INTEGRAÇÃO DE VARIÁVEIS TOPOGRÁFICAS, PRODUTIVIDADE E FERTILIDADE PARA DELIMITAÇÃO DE ZONAS DE MANEJO EM LAVOURA
Integration of topographic variables, yield, and soil fertility for delimiting management zones in a crop field
AUTORES/AUTHORS
Silmar Mateus Dallabrida1; Jean Michel Moura-Bueno1;2; Bruna Trevizan Paese2; Marco Ivan Rodrigues Sampaio1; Maísa Jungbeck1;
RESUMO
O trabalho visou avaliar a correlação entre variáveis do solo e topográficas com a produtividade de grãos e delimitar zonas de manejo (ZM) com o input de diferentes conjuntos de dados para um talhão sob cultivo de soja e milho. O estudo foi realizado em uma área comercial de Pejuçara no estado do Rio Grande do Sul. Foram coletados dados de variáveis de solo (profundidade de solo, nutrientes, matéria orgânica e pH) por meio de uma grade de amostragem com 71 pontos e variáveis topográficas derivadas de um modelo digital do terreno. Esses dados foram correlacionados a mapas de produtividade de soja (2020, 2021, 2023, 2024) e milho (2025). As ZM foram geradas por meio do algoritmo k-means. As variáveis topográficas declividade, fator LS e índice de umidade tiveram forte correlação com a produtividade. A integração de médias históricas de produtividade com variáveis topográficas e variáveis de solo foi a estratégia mais eficiente para definir ZM, visando orientar práticas de manejo.

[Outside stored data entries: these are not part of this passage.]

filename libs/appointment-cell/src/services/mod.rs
pub mod booking;
pub mod lifecycle;
pub mod resolver;

pub use booking::AppointmentBookingService;
pub use lifecycle::AppointmentLifecycleService;
pub use resolver::{
    free_slots_for, has_conflicting_active_appointment, occupied_slots,
    validate_booking_request, validate_new_booking,
};
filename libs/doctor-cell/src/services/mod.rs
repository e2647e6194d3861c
pub mod availability;
pub mod doctor;

pub use availability::{is_doctor_available_on, parse_available_days, weekday_abbreviation};
pub use doctor::DoctorService;
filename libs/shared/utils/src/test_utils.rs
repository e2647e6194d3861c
use std::sync::Arc;
use chrono::{Duration, NaiveDate, Utc};
use hmac::{Hmac, Mac};
use sha2::Sha256;
use base64::{Engine as _, engine::general_purpose};
use serde_json::json;
use uuid::Uuid;

use shared_config::AppConfig;
use shared_models::auth::{JwtClaims, JwtHeader, Role, Session, User};

pub struct TestConfig {
    pub jwt_secret: String,
    pub clinic_api_url: String,
    pub clinic_api_key: String,
}

impl Default for TestConfig {
    fn default() -> Self {
        Self {
            jwt_secret: "test-secret-key-for-jwt-validation-must-be-long-enough".to_string(),
            clinic_api_url: "http://localhost:8080".to_string(),
            clinic_api_key: "test-api-key".to_string(),
        }
    }
}

impl TestConfig {
    /// Points the config at a mock clinic API, typically a `wiremock` server uri.
    pub fn with_api_url(url: impl Into<String>) -> Self {
        Self {
            clinic_api_url: url.into(),
            ..Self::default()
        }
    }

    pub fn to_app_config(&self) -> AppConfig {
        AppConfig {
            clinic_api_url: self.clinic_api_url.clone(),
            clinic_api_key: self.clinic_api_key.clone(),
            jwt_secret: self.jwt_secret.clone(),
            server_port: 3000,
        }
    }

    pub fn to_arc(&self) -> Arc<AppConfig> {
        Arc::new(self.to_app_config())
    }
}

pub struct TestUser {
    pub id: String,
    pub email: String,
    pub role: String,
}

impl Default for TestUser {
    fn default() -> Self {
        Self {
            id: Uuid::new_v4().to_string(),
            email: "test@example.com".to_string(),
            role: "patient".to_string(),
        }
    }
}

impl TestUser {
    pub fn new(email: &str, role: &str) -> Self {
        Self {
            id: Uuid::new_v4().to_string(),
            email: email.to_string(),
            role: role.to_string(),
        }
    }

    pub fn with_id(mut self, id: &str) -> Self {
        self.id = id.to_string();
        self
    }

    pub fn doctor(email: &str) -> Self {
        Self::new(email, "doctor")
    }

    pub fn patient(email: &str) -> Self {
        Self::new(email, "patient")
    }

    pub fn admin(email: &str) -> Self {
        Self::new(email, "admin")
    }

    pub fn to_user(&self) -> User {
        User {
            id: self.id.clone(),
            email: Some(self.email.clone()),
            name: None,
            role: Role::from_claim(Some(&self.role)),
            created_at: Some(Utc::now()),
        }
    }

    pub fn to_session(&self, token: &str) -> Session {
        Session::new(self.to_user(), token)
    }
}

/// Signs HS256 tokens the same way the identity provider does, so tests can
/// drive `auth_middleware` end to end.
pub struct JwtTestUtils;

impl JwtTestUtils {
    pub fn claims_for(user: &TestUser, exp_hours: Option<i64>) -> JwtClaims {
        let now = Utc::now();
        let exp = now + Duration::hours(exp_hours.unwrap_or(24));

        JwtClaims {
            sub: user.id.clone(),
            exp: Some(exp.timestamp().max(0) as u64),
            email: Some(user.email.clone()),
            role: Some(user.role.clone()),
            name: None,
            iat: Some(now.timestamp().max(0) as u64),
        }
    }

    pub fn create_test_token(user: &TestUser, secret: &str, exp_hours: Option<i64>) -> String {
        Self::sign("HS256", &Self::claims_for(user, exp_hours), secret)
    }

    pub fn sign(alg: &str, claims: &JwtClaims, secret: &str) -> String {
        let header = JwtHeader {
            alg: alg.to_string(),
            typ: "JWT".to_string(),
        };

        let header_encoded = general_purpose::URL_SAFE_NO_PAD.encode(json!(header).to_string());
        let claims_encoded = general_purpose::URL_SAFE_NO_PAD.encode(json!(claims).to_string());
        let signing_input = format!("{}.{}", header_encoded, claims_encoded);

        let mut mac = Hmac::<Sha256>::new_from_slice(secret.as_bytes())
            .expect("HMAC accepts keys of any length");
        mac.update(signing_input.as_bytes());
        let signature = general_purpose::URL_SAFE_NO_PAD.encode(mac.finalize().into_bytes());

        format!("{}.{}", signing_input, signature)
    }

    pub fn create_expired_token(user: &TestUser, secret: &str) -> String {
        Self::create_test_token(user, secret, Some(-1))
    }

    pub fn create_invalid_signature_token(user: &TestUser) -> String {
        Self::create_test_token(user, "wrong-secret", None)
    }

    pub fn create_malformed_token() -> String {
        "not-a-jwt".to_string()
    }
}

/// Canned clinic API payloads in the shapes the upstream service returns.
pub struct MockClinicResponses;

impl MockClinicResponses {
    pub fn doctor_response(doctor_id: &str, available_days: &str) -> serde_json::Value {
        json!({
            "id": doctor_id,
            "name": "Dr. Test",
            "specialization": "General Practice",
            "availableDays": available_days,
            "fee": 1500.0
        })
    }

    pub fn appointment_response(
        appointment_id: &str,
        doctor_id: &str,
        user_id: &str,
        date: NaiveDate,
        time_slot: &str,
        status: &str,
    ) -> serde_json::Value {
        json!({
            "id": appointment_id,
            "doctorId": doctor_id,
            "userId": user_id,
            "appointmentDate": date.format("%Y-%m-%d").to_string(),
            "timeSlot": time_slot,
            "status": status,
            "totalAmount": 1500.0
        })
    }

    pub fn error_response(message: &str) -> serde_json::Value {
        json!({
            "message": message
        })
    }
}
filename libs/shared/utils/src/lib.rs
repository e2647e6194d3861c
pub mod extractor;
pub mod jwt;
pub mod test_utils;
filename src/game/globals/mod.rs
mod details;
pub use details::*;

use lazy_static::lazy_static;

/// The number of tiles around the board.
pub const BOARD_SIZE: u8 = 40;

/// The most players a single game can seat.
pub const MAX_PLAYERS: usize = 8;

/// The seed used when the init options don't specify one.
pub const DEFAULT_SEED: u32 = 0x5EED_1234;

/// The amount of money every player starts with.
pub const STARTING_CASH: i64 = 1500;

/// The amount a player receives for passing 'Go'.
pub const GO_BONUS: i64 = 200;

/// The position of the jail tile.
pub const JAIL_POSITION: u8 = 10;

/// The amount a player pays to leave jail.
pub const BAIL: i64 = 50;

/// The turns a player has to sit in jail (counting the turn of
/// the roll attempt) before they're allowed to pay their way out.
pub const JAIL_TURNS_BEFORE_BAIL: u8 = 2;

/// The amount granted by a fund tile.
pub const FUND_BONUS: i64 = 100;

/// The possible gains and losses of landing on an event tile.
pub const EVENT_OUTCOMES: [i64; 6] = [-150, -100, -50, 0, 50, 100];

/// Players whose cash drops below this are bankrupt.
pub const BANKRUPTCY_THRESHOLD: i64 = -500;

/// The number of cards in each of the event and fund decks.
pub const DECK_SIZE: u8 = 14;

/// Mixed into the game seed so the two decks are shuffled differently.
pub const EVENT_DECK_SALT: u32 = 0x0000_E4E4;
pub const FUND_DECK_SALT: u32 = 0x0000_F00D;

/// AI players only consider improving their properties above this amount of cash.
pub const AI_BUILD_RESERVE: i64 = 250;

/// The most AI turns `run_until_human` plays in one call.
pub const RUN_GUARD: usize = 20;

/// Fraction of the cost credited when mortgaging a property.
pub const MORTGAGE_RATE: f64 = 0.5;

/// Fraction of the cost charged when lifting a mortgage.
pub const UNMORTGAGE_RATE: f64 = 0.55;

/// A player needs at least this fraction of a property's cost in cash to improve it.
pub const BUILD_CASH_RATIO: f64 = 0.6;

/// The highest improvement level of a property.
pub const MAX_LEVEL: u8 = 5;

/// The owner of this many properties of a group collects the monopoly bonus.
pub const MONOPOLY_HOLDINGS: usize = 3;

/// Return a fresh copy of the board, with no property owned.
pub fn board() -> Vec<Tile> {
    BOARD.to_vec()
}

/// Return the number of properties in `group`.
pub fn group_size(group: &str) -> usize {
    BOARD
        .iter()
        .filter_map(|tile| tile.property.as_ref())
        .filter(|prop| prop.group == group)
        .count()
}

lazy_static! {
    /// Every tile on the game board, in order of position.
    pub static ref BOARD: [Tile; BOARD_SIZE as usize] = {
        let street = |index, name, group, cost, rents| {
            Tile::ownable(index, name, TileKind::Property, Property::new(cost, group, rents))
        };
        let transit = |index, name| {
            Tile::ownable(
                index,
                name,
                TileKind::Transit,
                Property::new(200, "transit", [25, 50, 100, 200, 300, 400]),
            )
        };
        let utility = |index, name| {
            Tile::ownable(
                index,
                name,
                TileKind::Utility,
                Property::new(150, "utility", [10, 40, 80, 120, 160, 200]),
            )
        };

        [
            Tile::plain(0, "Go", TileKind::Go),
            street(1, "Old Kent Road", "brown", 60, [2, 10, 30, 90, 160, 250]),
            Tile::plain(2, "Community Fund", TileKind::Fund),
            street(3, "Whitechapel Road", "brown", 60, [4, 20, 60, 180, 320, 450]),
            Tile::tax(4, "Income Tax", 200),
            transit(5, "King's Cross Station"),
            street(6, "The Angel Islington", "light_blue", 100, [6, 30, 90, 270, 400, 550]),
            Tile::plain(7, "Event", TileKind::Event),
            street(8, "Euston Road", "light_blue", 100, [6, 30, 90, 270, 400, 550]),
            street(9, "Pentonville Road", "light_blue", 120, [8, 40, 100, 300, 450, 600]),
            Tile::plain(10, "Jail", TileKind::Visit),
            street(11, "Pall Mall", "pink", 140, [10, 50, 150, 450, 625, 750]),
            utility(12, "Electric Company"),
            street(13, "Whitehall", "pink", 140, [10, 50, 150, 450, 625, 750]),
            street(14, "Northumberland Avenue", "pink", 160, [12, 60, 180, 500, 700, 900]),
            transit(15, "Marylebone Station"),
            street(16, "Bow Street", "orange", 180, [14, 70, 200, 550, 750, 950]),
            Tile::plain(17, "Community Fund", TileKind::Fund),
            street(18, "Marlborough Street", "orange", 180, [14, 70, 200, 550, 750, 950]),
            street(19, "Vine Street", "orange", 200, [16, 80, 220, 600, 800, 1000]),
            Tile::plain(20, "Free Parking", TileKind::Parking),
            street(21, "Strand", "red", 220, [18, 90, 250, 700, 875, 1050]),
            Tile::plain(22, "Event", TileKind::Event),
            street(23, "Fleet Street", "red", 220, [18, 90, 250, 700, 875, 1050]),
            street(24, "Trafalgar Square", "red", 240, [20, 100, 300, 750, 925, 1100]),
            transit(25, "Fenchurch Street Station"),
            street(26, "Leicester Square", "yellow", 260, [22, 110, 330, 800, 975, 1150]),
            street(27, "Coventry Street", "yellow", 260, [22, 110, 330, 800, 975, 1150]),
            utility(28, "Water Works"),
            street(29, "Piccadilly", "yellow", 280, [24, 120, 360, 850, 1025, 1200]),
            Tile::plain(30, "Go To Jail", TileKind::GoToJail),
            street(31, "Regent Street", "green", 300, [26, 130, 390, 900, 1100, 1275]),
            street(32, "Oxford Street", "green", 300, [26, 130, 390, 900, 1100, 1275]),
            Tile::plain(33, "Community Fund", TileKind::Fund),
            street(34, "Bond Street", "green", 320, [28, 150, 450, 1000, 1200, 1400]),
            transit(35, "Liverpool Street Station"),
            Tile::plain(36, "Event", TileKind::Event),
            street(37, "Park Lane", "dark_blue", 350, [35, 175, 500, 1100, 1300, 1500]),
            Tile::tax(38, "Super Tax", 100),
            street(39, "Mayfair", "dark_blue", 400, [50, 200, 600, 1400, 1700, 2000]),
        ]
    };
}

#[cfg(test)]
mod tests {
    use super::*;

    #[test]
    fn board_is_indexed_by_position() {
        for (i, tile) in BOARD.iter().enumerate() {
            assert_eq!(tile.index as usize, i);
        }
    }

    #[test]
    fn only_ownable_tiles_carry_a_property() {
        for tile in BOARD.iter() {
            assert_eq!(tile.kind.is_ownable(), tile.property.is_some());
            assert_eq!(tile.kind == TileKind::Tax, tile.tax.is_some());
        }
    }

    #[test]
    fn board_copies_are_independent() {
        let mut copy = board();
        copy[1].property.as_mut().unwrap().owner = Some(0);

        assert_eq!(BOARD[1].property.as_ref().unwrap().owner, None);
    }

    #[test]
    fn group_sizes() {
        assert_eq!(group_size("brown"), 2);
        assert_eq!(group_size("light_blue"), 3);
        assert_eq!(group_size("transit"), 4);
        assert_eq!(group_size("utility"), 2);
        assert_eq!(group_size("nowhere"), 0);
    }
}
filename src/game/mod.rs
pub mod globals;
pub use globals::*;

mod agent;
pub use agent::{learner_for, Agent};

mod engine;
pub mod learner;
pub mod prng;
pub mod rules;

mod state;
pub use state::GameState;

pub mod storage;

use std::rc::Rc;

use learner::Hyperparameters;
use storage::Storage;

/// A session of the game, as played through a user interface.
pub struct Game {
    /// Agents playing the game, one per seat.
    agents: Vec<Agent>,
    /// Every snapshot the game has been through, oldest first.
    history: Vec<GameState>,
    /// The index of the snapshot the game is currently at.
    current_handle: usize,
}

impl Game {
    /*********        PUBLIC INTERFACES        *********/

    /// Return a new game. AI players learn with `params` and keep what they learn in `storage`.
    pub fn new(options: InitOptions, storage: Rc<dyn Storage>, params: Hyperparameters) -> Self {
        let state = GameState::new(options);
        let mut agents = Agent::for_game(&state, storage, params);

        // The AI may hold the first seats
        let state = state.run_until_human(&mut agents);

        Self {
            agents,
            history: vec![state],
            current_handle: 0,
        }
    }

    /// Roll the dice for the current player.
    pub fn roll(&mut self) -> &GameState {
        let next = self.state().roll_and_advance();
        self.commit(next)
    }

    /// Resolve the tile the current player landed on.
    pub fn resolve(&mut self) -> &GameState {
        let next = self.state().resolve_landing();
        self.commit(next)
    }

    /// Buy the tile the current player is on.
    pub fn buy(&mut self) -> &GameState {
        let next = self.history[self.current_handle].buy_current(&mut self.agents);
        self.commit(next)
    }

    /// Decline to buy the tile the current player is on.
    pub fn skip(&mut self) -> &GameState {
        let next = self.state().skip_purchase();
        self.commit(next)
    }

    /// Improve the tile at `tile`.
    pub fn build(&mut self, tile: usize) -> &GameState {
        let next = self.history[self.current_handle].build_on_owned(tile, &mut self.agents);
        self.commit(next)
    }

    /// Mortgage the tile at `tile`, or lift its mortgage.
    pub fn mortgage(&mut self, tile: usize) -> &GameState {
        let next = self.state().toggle_mortgage(tile);
        self.commit(next)
    }

    /// End the current turn, then let the AI play until it's a human's turn again.
    pub fn end_turn(&mut self) -> &GameState {
        // A refused end doesn't hand over to the AI
        let accepted = self.state().phase == Phase::AwaitEnd;
        let ended = self.state().end_turn();

        let next = if accepted {
            ended.run_until_human(&mut self.agents)
        } else {
            ended
        };

        self.commit(next)
    }

    /// Let the AI play on, e.g. once every human seat is bankrupt.
    pub fn play_ai(&mut self) -> &GameState {
        let next = self.history[self.current_handle].run_until_human(&mut self.agents);
        self.commit(next)
    }

    /// Step back to the previous snapshot. Return whether there was one.
    ///
    /// Only the board is rewound: what the AI learned along the way is kept.
    pub fn undo(&mut self) -> bool {
        if self.current_handle == 0 {
            return false;
        }

        self.current_handle -= 1;
        true
    }

    /// Step forward to the snapshot last undone. Return whether there was one.
    pub fn redo(&mut self) -> bool {
        if self.current_handle + 1 >= self.history.len() {
            return false;
        }

        self.current_handle += 1;
        true
    }

    /*********        GETTERS        *********/

    /// Return an immutable reference to the current game state.
    pub fn state(&self) -> &GameState {
        &self.history[self.current_handle]
    }

    /// Return the agents playing the game.
    pub fn agents(&self) -> &[Agent] {
        &self.agents
    }

    /// The number of snapshots that can be stepped back through.
    pub fn depth(&self) -> usize {
        self.current_handle
    }

    /*********        HELPERS        *********/

    /// Make `next` the current state, discarding any snapshots that were undone.
    fn commit(&mut self, next: GameState) -> &GameState {
        self.history.truncate(self.current_handle + 1);
        self.history.push(next);
        self.current_handle = self.history.len() - 1;

        self.state()
    }
}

Palavras-chave: Agricultura de precisão. Áreas de manejo específico. Variabilidade do terreno.
ABSTRACT
This study aimed to (i) evaluate the correlation between soil and topographic variables with grain yield, and (ii) delineate management zones (MZ) using different input datasets in a commercial field cultivated with soybean and maize. The experiment was conducted in Pejuçara, Rio Grande do Sul, Brazil. Soil variables (soil depth, nutrients, organic matter, and pH) were collected through a georeferenced grid with 71 sampling points, while topographic variables were derived from a digital terrain model. These datasets were correlated with yield maps of soybean (2020, 2021, 2023, 2024) and maize (2025). MZ were generated using the k-means algorithm. Topographic variables such as slope, LS factor, and topographic wetness index showed strong correlations with yield. The integration of historical yield averages with topographic and soil variables proved to be the most efficient strategy for defining MZ, providing a basis for site-specific management practices.
Keywords: Precision agriculture. Management zones. Digital terrain mapping.